Rory McIlroy joins elite list of back-to-back Masters champions - ESPN
Winning the Masters Tournament is a crowning achievement for any professional golfer. Winning it two years in a row? Nearly impossible.
But not entirely so.
Since the first Masters in 1934, only an exclusive club has achieved the feat — a club that grew in size from three to four on Sunday when Rory McIlroy became the first golfer to go back-to-back at Augusta National since 2002.
Unsurprisingly, the list of repeat champions is made up of some of the game's legends, putting McIlroy in some seriously strong company. Here are the only other golfers to have won the Masters in consecutive years.
Woods' win at the 2001 Masters capped off a feat that only he has accomplished. The victory gave him his fourth consecutive major title, and the term for winning four straight majors outside of one calendar year bears his name: a «Tiger Slam.»
The achievement was secured in appropriately spectacular form, as Woods finished 16-under par, the second-lowest finishing score at the Masters in a quarter century.
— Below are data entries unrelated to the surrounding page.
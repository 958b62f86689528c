//! Tracking client CLI library.
//!
//! This crate provides the `trk` command: queue tracking calls into a local
//! database and deliver them in order.

mod cli;
pub mod commands;
mod config;
pub mod session;

pub use cli::{Cli, Commands};
pub use config::Config;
Second-place finisher David Duval carded a 14 under, which would have been good enough to at least force a playoff in any other edition of the tournament in that quarter-century span… except for 1997, when Woods had finished 18 under.
The repeat victory didn't come in quite as dominant of a fashion for Woods in 2002. He finished 12-under par to beat out second-place finisher Retief Goosen by three strokes — but he still became the first person to defend their title at Augusta in over a decade.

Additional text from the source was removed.